Chemoselective photocatalytic diselenide contraction (PDC) enables site-selective biomimetic ubiquitylation of substrate peptides. The resulting selenalysine linkage undergoes efficient cleavage by deubiquitylating enzymes.
ABSTRACT
Ubiquitylation is a highly conserved post-translational modification (PTM) in eukaryotes, which serves as a critical regulatory mechanism for protein homeostasis, cellular transport, signal transduction pathways, and numerous other functions. The biological function of ubiquitylation is dictated predominantly by the topology of its linkage. Deciphering ubiquitin’s complex biochemistry necessitates novel synthetic methods that deliver well-defined, biosimilar ubiquitylation.
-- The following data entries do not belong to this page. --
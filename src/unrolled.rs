//! Unrolled variant: up to [`BLOCK_CAPACITY`] keys per chain node.

use std::cell::RefCell;
use std::fmt;

use crate::arena::{Arena, NodeId};
use crate::block::{Block, BLOCK_CAPACITY};
use crate::pole::{BucketCounter, PoleIndex};
use crate::trace::{debug_log, trace_log};
use crate::{Config, ConfigError};

/// An ordered multiset over a chain of sorted fixed-capacity blocks, entered
/// through a lazily grown pole index.
///
/// Compared to [`PoleSet`](crate::PoleSet) this trades some shifting inside
/// blocks for far fewer links to chase. Poles point at blocks and are ordered
/// by each block's first key, read live from the block.
///
/// Removal tombstones: a key is taken out of its block in place, and a block
/// that loses its last key stays in the chain. Once tombstones reach half of
/// the live keys, the next [`remove`](Self::remove) first calls
/// [`rebuild`](Self::rebuild), which repacks everything into full blocks.
///
/// Like `PoleSet`, [`find`](Self::find) grows the pole index through a
/// `RefCell` and takes `&self`.
pub struct UnrolledPoleSet<K> {
    blocks: Arena<Block<K>>,
    /// `poles[0]` always names `head`; poles are in strict chain order.
    poles: RefCell<PoleIndex<NodeId>>,
    head: NodeId,
    len: usize,
    /// Keys removed since the last rebuild.
    removed: usize,
    bucket_size: usize,
}

impl<K: Ord + Clone> UnrolledPoleSet<K> {
    /// Creates an empty set with a pole on every block it walks.
    pub fn new() -> Self {
        Self::from_valid_config(Config::unrolled())
    }

    /// # Panics
    ///
    /// Panics if `bucket_size` is zero.
    pub fn with_bucket_size(bucket_size: usize) -> Self {
        match Self::with_config(Config { bucket_size }) {
            Ok(set) => set,
            Err(e) => panic!("invalid bucket size: {e}"),
        }
    }

    pub fn with_config(config: Config) -> Result<Self, ConfigError> {
        config.validate()?;
        Ok(Self::from_valid_config(config))
    }

    fn from_valid_config(config: Config) -> Self {
        Self {
            blocks: Arena::new(),
            poles: RefCell::new(PoleIndex::new()),
            head: NodeId::NULL,
            len: 0,
            removed: 0,
            bucket_size: config.bucket_size,
        }
    }

    #[inline]
    pub fn bucket_size(&self) -> usize {
        self.bucket_size
    }

    /// Number of live keys, counting duplicates.
    #[inline]
    pub fn len(&self) -> usize {
        self.len
    }

    #[inline]
    pub fn is_empty(&self) -> bool {
        self.len == 0
    }

    /// Tombstoned keys waiting for the next rebuild.
    #[inline]
    pub fn removed(&self) -> usize {
        self.removed
    }

    /// Number of blocks in the chain, emptied ones included.
    #[inline]
    pub fn block_count(&self) -> usize {
        self.blocks.len()
    }

    /// Recounts the live keys by walking every block.
    pub fn calc_len(&self) -> usize {
        let mut n = 0;
        let mut cur = self.head;
        while !cur.is_null() {
            n += self.blocks[cur].len();
            cur = self.blocks[cur].next;
        }
        n
    }

    pub fn insert(&mut self, key: K) {
        self.len += 1;
        let poles = self.poles.get_mut();

        if self.head.is_null() {
            let id = self.blocks.alloc(Block::with_key(key, NodeId::NULL));
            self.head = id;
            poles.clear();
            poles.push(id);
            return;
        }

        let blocks = &self.blocks;
        let slot = poles
            .locate_by(&key, |id| blocks[*id].separator())
            .max(1);
        let target = Self::walk(blocks, poles, slot, self.bucket_size, |b| b.exceeds(&key));
        Self::insert_sorted(&mut self.blocks, target, key);
    }

    /// Returns whether `key` is present. Installs poles along the way.
    pub fn find(&self, key: &K) -> bool {
        let mut poles = self.poles.borrow_mut();
        if poles.is_empty() {
            return false;
        }
        let blocks = &self.blocks;
        let slot = poles
            .locate_before_by(key, |id| blocks[*id].separator())
            .max(1);
        let stop = Self::walk(blocks, &mut poles, slot, self.bucket_size, |b| b.bounds(key));
        blocks[stop].contains(key)
    }

    #[inline]
    pub fn contains(&self, key: &K) -> bool {
        self.find(key)
    }

    /// Removes one occurrence of `key`. Returns false if it was not present.
    ///
    /// Rebuilds first when tombstones have reached half the live count, so
    /// compaction is paid for across the removals that caused it.
    pub fn remove(&mut self, key: &K) -> bool {
        if self.head.is_null() {
            return false;
        }
        if self.removed * 2 >= self.len {
            self.rebuild();
            if self.head.is_null() {
                return false;
            }
        }

        let poles = self.poles.get_mut();
        let blocks = &self.blocks;
        let slot = poles
            .locate_before_by(key, |id| blocks[*id].separator())
            .max(1);
        let stop = Self::walk(blocks, poles, slot, self.bucket_size, |b| b.bounds(key));
        if !self.blocks[stop].remove(key) {
            return false;
        }
        self.len -= 1;
        self.removed += 1;
        true
    }

    /// Walks blocks from the pole before `slot` until `stop` accepts one or
    /// the chain ends, and returns that block.
    ///
    /// Every `bucket_size` blocks the walk installs a pole. Existing poles it
    /// passes are stepped over rather than overwritten, which keeps the index
    /// in chain order even when emptied blocks let a walk run past the pole
    /// its search landed before.
    fn walk(
        blocks: &Arena<Block<K>>,
        poles: &mut PoleIndex<NodeId>,
        mut slot: usize,
        bucket_size: usize,
        mut stop: impl FnMut(&Block<K>) -> bool,
    ) -> NodeId {
        let mut counter = BucketCounter::new(bucket_size);
        let mut cur = *poles.get(slot - 1);
        loop {
            if slot < poles.len() && *poles.get(slot) == cur {
                slot += 1;
                counter.reset();
            } else if counter.due() {
                trace_log!(slot, "installing pole");
                poles.install(slot, cur);
                slot += 1;
            }

            let block = &blocks[cur];
            if block.next.is_null() || stop(block) {
                return cur;
            }
            cur = block.next;
            counter.step();
        }
    }

    /// Inserts `key` into block `id` or, when it overflows, the block after.
    ///
    /// A full block whose successor is missing or also full gets a fresh empty
    /// successor. A full block then carries its maximum into the successor
    /// before shifting `key` in, so every key stays `<=` the blocks after it.
    fn insert_sorted(blocks: &mut Arena<Block<K>>, id: NodeId, key: K) {
        if blocks[id].is_empty() {
            blocks[id].fill(key);
            return;
        }

        if blocks[id].is_full() {
            let next = blocks[id].next;
            if next.is_null() || blocks[next].is_full() {
                trace_log!("splitting full block");
                let fresh = blocks.alloc(Block::new(next));
                blocks[id].next = fresh;
            }
        }

        let pos = blocks[id].lower_bound(&key);
        let next = blocks[id].next;
        if pos == BLOCK_CAPACITY {
            Self::insert_sorted(blocks, next, key);
            return;
        }
        if blocks[id].is_full() {
            let carry = blocks[id].pop_max();
            Self::insert_sorted(blocks, next, carry);
        }
        blocks[id].insert_at(pos, key);
    }

    /// Repacks the live keys into full blocks from the head on, frees the
    /// blocks left over, and reinstalls a pole every `bucket_size` blocks.
    ///
    /// The key sequence is unchanged. With no live keys left, all storage is
    /// released.
    pub fn rebuild(&mut self) {
        if self.head.is_null() {
            return;
        }
        debug_log!(
            len = self.len,
            removed = self.removed,
            blocks = self.blocks.len(),
            "rebuilding unrolled chain"
        );

        let poles = self.poles.get_mut();
        poles.clear();
        self.removed = 0;
        if self.len == 0 {
            self.blocks.clear();
            self.head = NodeId::NULL;
            return;
        }

        // The write cursor never overtakes the read cursor: every block it
        // leaves behind is full, and no block holds more than a full one.
        let mut write = self.head;
        let mut written = 1usize;
        poles.push(write);
        let mut read = self.head;
        while !read.is_null() {
            let next = self.blocks[read].next;
            for key in self.blocks[read].take_keys() {
                if self.blocks[write].is_full() {
                    write = self.blocks[write].next;
                    if written % self.bucket_size == 0 {
                        poles.push(write);
                    }
                    written += 1;
                }
                self.blocks[write].push(key);
            }
            read = next;
        }

        let mut tail = std::mem::replace(&mut self.blocks[write].next, NodeId::NULL);
        while !tail.is_null() {
            tail = self.blocks.free(tail).next;
        }
        debug_log!(blocks = self.blocks.len(), "rebuild finished");
    }

    pub fn clear(&mut self) {
        self.blocks.clear();
        self.poles.get_mut().clear();
        self.head = NodeId::NULL;
        self.len = 0;
        self.removed = 0;
    }

    pub fn first(&self) -> Option<&K> {
        self.iter().next()
    }

    pub fn last(&self) -> Option<&K> {
        let from_last_pole = self.poles.borrow().iter().last().copied();
        // The maximum normally sits after the last pole; when those blocks
        // were all emptied, fall back to the whole chain.
        for start in [from_last_pole, Some(self.head)].into_iter().flatten() {
            let mut found = None;
            let mut cur = start;
            while !cur.is_null() {
                found = self.blocks[cur].keys().last().or(found);
                cur = self.blocks[cur].next;
            }
            if found.is_some() {
                return found;
            }
        }
        None
    }

    /// Live keys in ascending order, duplicates included.
    pub fn iter(&self) -> Iter<'_, K> {
        Iter {
            blocks: &self.blocks,
            cur: self.head,
            pos: 0,
            remaining: self.len,
        }
    }

    pub fn pole_count(&self) -> usize {
        self.poles.borrow().len()
    }

    /// First key (or fence) of each pole's block, in index order.
    pub fn pole_keys(&self) -> Vec<K> {
        self.poles
            .borrow()
            .iter()
            .map(|id| self.blocks[*id].separator().clone())
            .collect()
    }

    pub fn memory_usage(&self) -> usize {
        self.blocks.memory_usage() + self.poles.borrow().memory_usage()
    }

    pub fn shrink_to_fit(&mut self) {
        self.blocks.shrink_to_fit();
        self.poles.get_mut().shrink_to_fit();
    }
}

impl<K: Ord + Clone + fmt::Debug> UnrolledPoleSet<K> {
    /// Renders the chain block by block, e.g. `[:(1, 2, 3) (4) :()]`. A `:`
    /// marks a block with a pole; `()` is an emptied block.
    pub fn dump(&self) -> String {
        let poles = self.poles.borrow();
        let mut out = String::from("[");
        let mut p = 0;
        let mut cur = self.head;
        while !cur.is_null() {
            if cur != self.head {
                out.push(' ');
            }
            if p < poles.len() && *poles.get(p) == cur {
                out.push(':');
                p += 1;
            }
            let keys: Vec<String> = self.blocks[cur]
                .keys()
                .iter()
                .map(|k| format!("{k:?}"))
                .collect();
            out.push('(');
            out.push_str(&keys.join(", "));
            out.push(')');
            cur = self.blocks[cur].next;
        }
        out.push(']');
        out
    }
}

impl<K: Ord + Clone> Default for UnrolledPoleSet<K> {
    fn default() -> Self {
        Self::new()
    }
}

impl<K: Clone> Clone for UnrolledPoleSet<K> {
    fn clone(&self) -> Self {
        Self {
            blocks: self.blocks.clone(),
            poles: RefCell::new(self.poles.borrow().clone()),
            head: self.head,
            len: self.len,
            removed: self.removed,
            bucket_size: self.bucket_size,
        }
    }
}

impl<K: Ord + Clone + fmt::Debug> fmt::Debug for UnrolledPoleSet<K> {
    fn fmt(&self, f: &mut fmt::Formatter<'_>) -> fmt::Result {
        f.debug_set().entries(self.iter()).finish()
    }
}

impl<K: Ord + Clone> Extend<K> for UnrolledPoleSet<K> {
    fn extend<I: IntoIterator<Item = K>>(&mut self, iter: I) {
        for key in iter {
            self.insert(key);
        }
    }
}

impl<K: Ord + Clone> FromIterator<K> for UnrolledPoleSet<K> {
    fn from_iter<I: IntoIterator<Item = K>>(iter: I) -> Self {
        let mut set = Self::new();
        set.extend(iter);
        set
    }
}

impl<'a, K: Ord + Clone> IntoIterator for &'a UnrolledPoleSet<K> {
    type Item = &'a K;
    type IntoIter = Iter<'a, K>;

    fn into_iter(self) -> Iter<'a, K> {
        self.iter()
    }
}

pub struct Iter<'a, K> {
    blocks: &'a Arena<Block<K>>,
    cur: NodeId,
    pos: usize,
    remaining: usize,
}

impl<'a, K: Ord> Iterator for Iter<'a, K> {
    type Item = &'a K;

    fn next(&mut self) -> Option<&'a K> {
        while !self.cur.is_null() {
            let keys = self.blocks[self.cur].keys();
            if let Some(key) = keys.get(self.pos) {
                self.pos += 1;
                self.remaining -= 1;
                return Some(key);
            }
            self.cur = self.blocks[self.cur].next;
            self.pos = 0;
        }
        None
    }

    fn size_hint(&self) -> (usize, Option<usize>) {
        (self.remaining, Some(self.remaining))
    }
}

impl<K: Ord> ExactSizeIterator for Iter<'_, K> {}

#[cfg(test)]
impl<K: Ord + Clone + fmt::Debug> UnrolledPoleSet<K> {
    /// Checks the structural invariants; panics with a description on failure.
    pub(crate) fn validate(&self) {
        let poles = self.poles.borrow();
        assert_eq!(self.calc_len(), self.len, "len must match live keys");

        if self.head.is_null() {
            assert_eq!(self.blocks.len(), 0, "empty set keeps no blocks");
            assert!(poles.is_empty(), "empty set keeps no poles");
            return;
        }

        // Live keys and fences together never decrease along the chain.
        let mut chain = Vec::new();
        let mut separators: Vec<&K> = Vec::new();
        let mut cur = self.head;
        while !cur.is_null() {
            let block = &self.blocks[cur];
            assert!(block.len() <= BLOCK_CAPACITY);
            assert!(block.keys().windows(2).all(|w| w[0] <= w[1]));
            separators.extend(block.probe());
            chain.push(cur);
            cur = block.next;
        }
        assert_eq!(chain.len(), self.blocks.len(), "every arena block is in the chain");
        assert!(
            separators.windows(2).all(|w| w[0] <= w[1]),
            "chain must be sorted: {separators:?}"
        );

        assert_eq!(*poles.get(0), self.head, "pole 0 must name the head");
        let mut at = 0;
        for (slot, id) in poles.iter().enumerate() {
            let found = chain[at..]
                .iter()
                .position(|c| c == id)
                .unwrap_or_else(|| panic!("pole {slot} out of chain order"));
            at += found + 1;
        }
    }
}
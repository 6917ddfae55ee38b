//! Plain variant: one key per chain node.

use std::cell::RefCell;
use std::fmt;

use crate::arena::{Arena, NodeId};
use crate::pole::{BucketCounter, Pole, PoleIndex};
use crate::trace::trace_log;
use crate::{Config, ConfigError};

#[derive(Clone, Debug)]
struct Node<K> {
    key: K,
    next: NodeId,
}

/// An ordered multiset over a sorted singly-linked chain, entered through a
/// lazily grown pole index.
///
/// Every operation binary searches the poles for a nearby entry point and then
/// walks at most a few buckets of nodes. Walks that pass `bucket_size` nodes
/// without meeting a pole install one at the current position.
///
/// Equal keys are kept; each [`insert`](Self::insert) adds an occurrence and
/// each successful [`remove`](Self::remove) takes one away.
///
/// [`find`](Self::find) takes `&self` but still extends the pole index: the
/// index sits behind a `RefCell`, which makes the set `!Sync`.
pub struct PoleSet<K> {
    nodes: Arena<Node<K>>,
    /// `poles[0]` always names `head`.
    poles: RefCell<PoleIndex<Pole<K>>>,
    head: NodeId,
    len: usize,
    bucket_size: usize,
}

impl<K: Ord + Clone> PoleSet<K> {
    /// Creates an empty set with a bucket size of 4.
    pub fn new() -> Self {
        Self::from_valid_config(Config::plain())
    }

    /// Creates an empty set that installs a pole every `bucket_size` nodes.
    ///
    /// # Panics
    ///
    /// Panics if `bucket_size` is zero.
    pub fn with_bucket_size(bucket_size: usize) -> Self {
        match Self::with_config(Config { bucket_size }) {
            Ok(set) => set,
            Err(e) => panic!("invalid bucket size: {e}"),
        }
    }

    pub fn with_config(config: Config) -> Result<Self, ConfigError> {
        config.validate()?;
        Ok(Self::from_valid_config(config))
    }

    fn from_valid_config(config: Config) -> Self {
        Self {
            nodes: Arena::new(),
            poles: RefCell::new(PoleIndex::new()),
            head: NodeId::NULL,
            len: 0,
            bucket_size: config.bucket_size,
        }
    }

    #[inline]
    pub fn bucket_size(&self) -> usize {
        self.bucket_size
    }

    /// Number of stored keys, counting duplicates.
    #[inline]
    pub fn len(&self) -> usize {
        self.len
    }

    #[inline]
    pub fn is_empty(&self) -> bool {
        self.head.is_null()
    }

    /// Recounts the keys by walking the whole chain.
    pub fn calc_len(&self) -> usize {
        let mut n = 0;
        let mut cur = self.head;
        while !cur.is_null() {
            n += 1;
            cur = self.nodes[cur].next;
        }
        n
    }

    pub fn insert(&mut self, key: K) {
        let poles = self.poles.get_mut();
        self.len += 1;

        if self.head.is_null() {
            let id = self.nodes.alloc(Node {
                key: key.clone(),
                next: NodeId::NULL,
            });
            self.head = id;
            poles.clear();
            poles.push(Pole { key, node: id });
            return;
        }

        let mut slot = poles.locate(&key);
        if slot == 0 {
            let id = self.nodes.alloc(Node {
                key: key.clone(),
                next: self.head,
            });
            self.head = id;
            *poles.get_mut(0) = Pole { key, node: id };
            return;
        }

        let mut counter = BucketCounter::new(self.bucket_size);
        let mut prev = NodeId::NULL;
        let mut cur = poles.get(slot - 1).node;
        while !cur.is_null() && self.nodes[cur].key <= key {
            if counter.due() {
                trace_log!(slot, "installing pole during insert");
                poles.install(
                    slot,
                    Pole {
                        key: self.nodes[cur].key.clone(),
                        node: cur,
                    },
                );
                slot += 1;
            }
            prev = cur;
            cur = self.nodes[cur].next;
            counter.step();
        }

        // The starting pole's key is <= `key`, so the walk moved at least once.
        debug_assert!(!prev.is_null());
        let id = self.nodes.alloc(Node { key, next: cur });
        self.nodes[prev].next = id;
    }

    /// Returns whether `key` is present.
    ///
    /// The walk installs poles like [`insert`](Self::insert) does, so repeated
    /// lookups in a region get faster even without writes.
    pub fn find(&self, key: &K) -> bool {
        let mut poles = self.poles.borrow_mut();
        let mut slot = poles.locate(key);
        if slot == 0 {
            // Either empty, or `key` sorts before the head.
            return false;
        }

        let mut counter = BucketCounter::new(self.bucket_size);
        let mut cur = poles.get(slot - 1).node;
        while !cur.is_null() && self.nodes[cur].key < *key {
            if counter.due() {
                trace_log!(slot, "installing pole during find");
                poles.install(
                    slot,
                    Pole {
                        key: self.nodes[cur].key.clone(),
                        node: cur,
                    },
                );
                slot += 1;
            }
            cur = self.nodes[cur].next;
            counter.step();
        }
        !cur.is_null() && self.nodes[cur].key == *key
    }

    #[inline]
    pub fn contains(&self, key: &K) -> bool {
        self.find(key)
    }

    /// Removes one occurrence of `key`. Returns false if it was not present.
    ///
    /// The walk starts at the last pole strictly below `key` so the node
    /// before the match is known and can be relinked. Poles that named the
    /// removed node move to its successor, or are dropped when the successor
    /// already has a pole of its own.
    pub fn remove(&mut self, key: &K) -> bool {
        if self.head.is_null() {
            return false;
        }
        let poles = self.poles.get_mut();

        let mut slot = poles.locate_before(key);
        let mut prev = NodeId::NULL;
        let target = if slot == 0 {
            if self.nodes[self.head].key != *key {
                return false;
            }
            self.head
        } else {
            let mut counter = BucketCounter::new(self.bucket_size);
            let mut cur = poles.get(slot - 1).node;
            while !cur.is_null() && self.nodes[cur].key < *key {
                if counter.due() {
                    trace_log!(slot, "installing pole during remove");
                    poles.install(
                        slot,
                        Pole {
                            key: self.nodes[cur].key.clone(),
                            node: cur,
                        },
                    );
                    slot += 1;
                }
                prev = cur;
                cur = self.nodes[cur].next;
                counter.step();
            }
            if cur.is_null() || self.nodes[cur].key != *key {
                return false;
            }
            cur
        };

        let next = self.nodes[target].next;
        if prev.is_null() {
            self.head = next;
        } else {
            self.nodes[prev].next = next;
        }

        // Poles from `slot` on are untouched by the walk; only ones caching
        // `key` can name the target.
        let mut j = slot;
        while j < poles.len() && poles.get(j).key == *key {
            if poles.get(j).node == target {
                trace_log!(slot = j, "repairing pole of removed node");
                Self::repair_pole(&self.nodes, poles, j, next);
                break;
            }
            j += 1;
        }

        self.nodes.free(target);
        self.len -= 1;
        true
    }

    /// Points slot `j` at `succ`, the successor of the node it named.
    fn repair_pole(
        nodes: &Arena<Node<K>>,
        poles: &mut PoleIndex<Pole<K>>,
        j: usize,
        succ: NodeId,
    ) {
        if succ.is_null() {
            if j == 0 {
                poles.clear();
            } else {
                poles.remove(j);
            }
            return;
        }

        // The successor's own pole takes over the slot; at slot 0 it then
        // names the new head.
        if j + 1 < poles.len() && poles.get(j + 1).node == succ {
            poles.remove(j);
            return;
        }
        *poles.get_mut(j) = Pole {
            key: nodes[succ].key.clone(),
            node: succ,
        };
    }

    pub fn clear(&mut self) {
        self.nodes.clear();
        self.poles.get_mut().clear();
        self.head = NodeId::NULL;
        self.len = 0;
    }

    pub fn first(&self) -> Option<&K> {
        (!self.head.is_null()).then(|| &self.nodes[self.head].key)
    }

    pub fn last(&self) -> Option<&K> {
        let poles = self.poles.borrow();
        if poles.is_empty() {
            return None;
        }
        let mut cur = poles.get(poles.len() - 1).node;
        while !self.nodes[cur].next.is_null() {
            cur = self.nodes[cur].next;
        }
        Some(&self.nodes[cur].key)
    }

    /// Keys in ascending order, duplicates included.
    pub fn iter(&self) -> Iter<'_, K> {
        Iter {
            nodes: &self.nodes,
            cur: self.head,
            remaining: self.len,
        }
    }

    /// Number of installed poles.
    pub fn pole_count(&self) -> usize {
        self.poles.borrow().len()
    }

    /// Cached keys of the installed poles, in index order.
    pub fn pole_keys(&self) -> Vec<K> {
        self.poles.borrow().iter().map(|p| p.key.clone()).collect()
    }

    pub fn memory_usage(&self) -> usize {
        self.nodes.memory_usage() + self.poles.borrow().memory_usage()
    }

    pub fn shrink_to_fit(&mut self) {
        self.nodes.shrink_to_fit();
        self.poles.get_mut().shrink_to_fit();
    }
}

impl<K: Ord + Clone + fmt::Debug> PoleSet<K> {
    /// Renders the chain as `[:1, 3, :5, 8]`, where `:` marks a node that
    /// carries a pole.
    pub fn dump(&self) -> String {
        let poles = self.poles.borrow();
        let mut out = String::from("[");
        let mut p = 0;
        let mut cur = self.head;
        while !cur.is_null() {
            if cur != self.head {
                out.push_str(", ");
            }
            if p < poles.len() && poles.get(p).node == cur {
                out.push(':');
                p += 1;
            }
            out.push_str(&format!("{:?}", self.nodes[cur].key));
            cur = self.nodes[cur].next;
        }
        out.push(']');
        out
    }
}

impl<K: Ord + Clone> Default for PoleSet<K> {
    fn default() -> Self {
        Self::new()
    }
}

impl<K: Clone> Clone for PoleSet<K> {
    fn clone(&self) -> Self {
        Self {
            nodes: self.nodes.clone(),
            poles: RefCell::new(self.poles.borrow().clone()),
            head: self.head,
            len: self.len,
            bucket_size: self.bucket_size,
        }
    }
}

impl<K: Ord + Clone + fmt::Debug> fmt::Debug for PoleSet<K> {
    fn fmt(&self, f: &mut fmt::Formatter<'_>) -> fmt::Result {
        f.debug_set().entries(self.iter()).finish()
    }
}

impl<K: Ord + Clone> Extend<K> for PoleSet<K> {
    fn extend<I: IntoIterator<Item = K>>(&mut self, iter: I) {
        for key in iter {
            self.insert(key);
        }
    }
}

impl<K: Ord + Clone> FromIterator<K> for PoleSet<K> {
    fn from_iter<I: IntoIterator<Item = K>>(iter: I) -> Self {
        let mut set = Self::new();
        set.extend(iter);
        set
    }
}

impl<'a, K: Ord + Clone> IntoIterator for &'a PoleSet<K> {
    type Item = &'a K;
    type IntoIter = Iter<'a, K>;

    fn into_iter(self) -> Iter<'a, K> {
        self.iter()
    }
}

pub struct Iter<'a, K> {
    nodes: &'a Arena<Node<K>>,
    cur: NodeId,
    remaining: usize,
}

impl<'a, K> Iterator for Iter<'a, K> {
    type Item = &'a K;

    fn next(&mut self) -> Option<&'a K> {
        if self.cur.is_null() {
            return None;
        }
        let node = &self.nodes[self.cur];
        self.cur = node.next;
        self.remaining -= 1;
        Some(&node.key)
    }

    fn size_hint(&self) -> (usize, Option<usize>) {
        (self.remaining, Some(self.remaining))
    }
}

impl<K> ExactSizeIterator for Iter<'_, K> {}

#[cfg(test)]
impl<K: Ord + Clone + fmt::Debug> PoleSet<K> {
    /// Checks the structural invariants; panics with a description on failure.
    pub(crate) fn validate(&self) {
        let poles = self.poles.borrow();
        assert_eq!(self.calc_len(), self.len, "len must match chain length");
        assert_eq!(self.nodes.len(), self.len, "every arena node is in the chain");

        let keys: Vec<&K> = self.iter().collect();
        assert!(
            keys.windows(2).all(|w| w[0] <= w[1]),
            "chain must be sorted: {keys:?}"
        );

        if self.head.is_null() {
            assert!(poles.is_empty(), "empty set keeps no poles");
            return;
        }
        assert_eq!(poles.get(0).node, self.head, "pole 0 must name the head");

        // Poles appear in chain order and cache their node's key.
        let mut p = 0;
        let mut cur = self.head;
        while !cur.is_null() && p < poles.len() {
            if poles.get(p).node == cur {
                assert!(
                    poles.get(p).key == self.nodes[cur].key,
                    "pole {p} caches a stale key"
                );
                p += 1;
            } else {
                cur = self.nodes[cur].next;
            }
        }
        assert_eq!(p, poles.len(), "poles must follow chain order");
    }
}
To this end, a semisynthetic strategy relying on the recombinant expression of ubiquitin combined with chemoselective photocatalytic diselenide contraction (PDC) was established to enable site-selective biomimetic selenalysine-linked ubiquitylation. The modification of ubiquitin with a C-terminal selenol was fine-tuned to avoid hydrolysis. The conditions of the PDC reaction, such as solvent composition, phosphine concentration, and irradiation, were optimized for efficient ubiquitylation of a Tau F derived peptide. Furthermore, it was demonstrated that the selenalysine linkage undergoes efficient cleavage by deubiquitylating enzymes, comparable to the native isopeptide linkage. The presented method expands the toolbox of site-selective ubiquitylation techniques. It is tolerant to many functional groups and will help to further elucidate the complexities of ubiquitylation.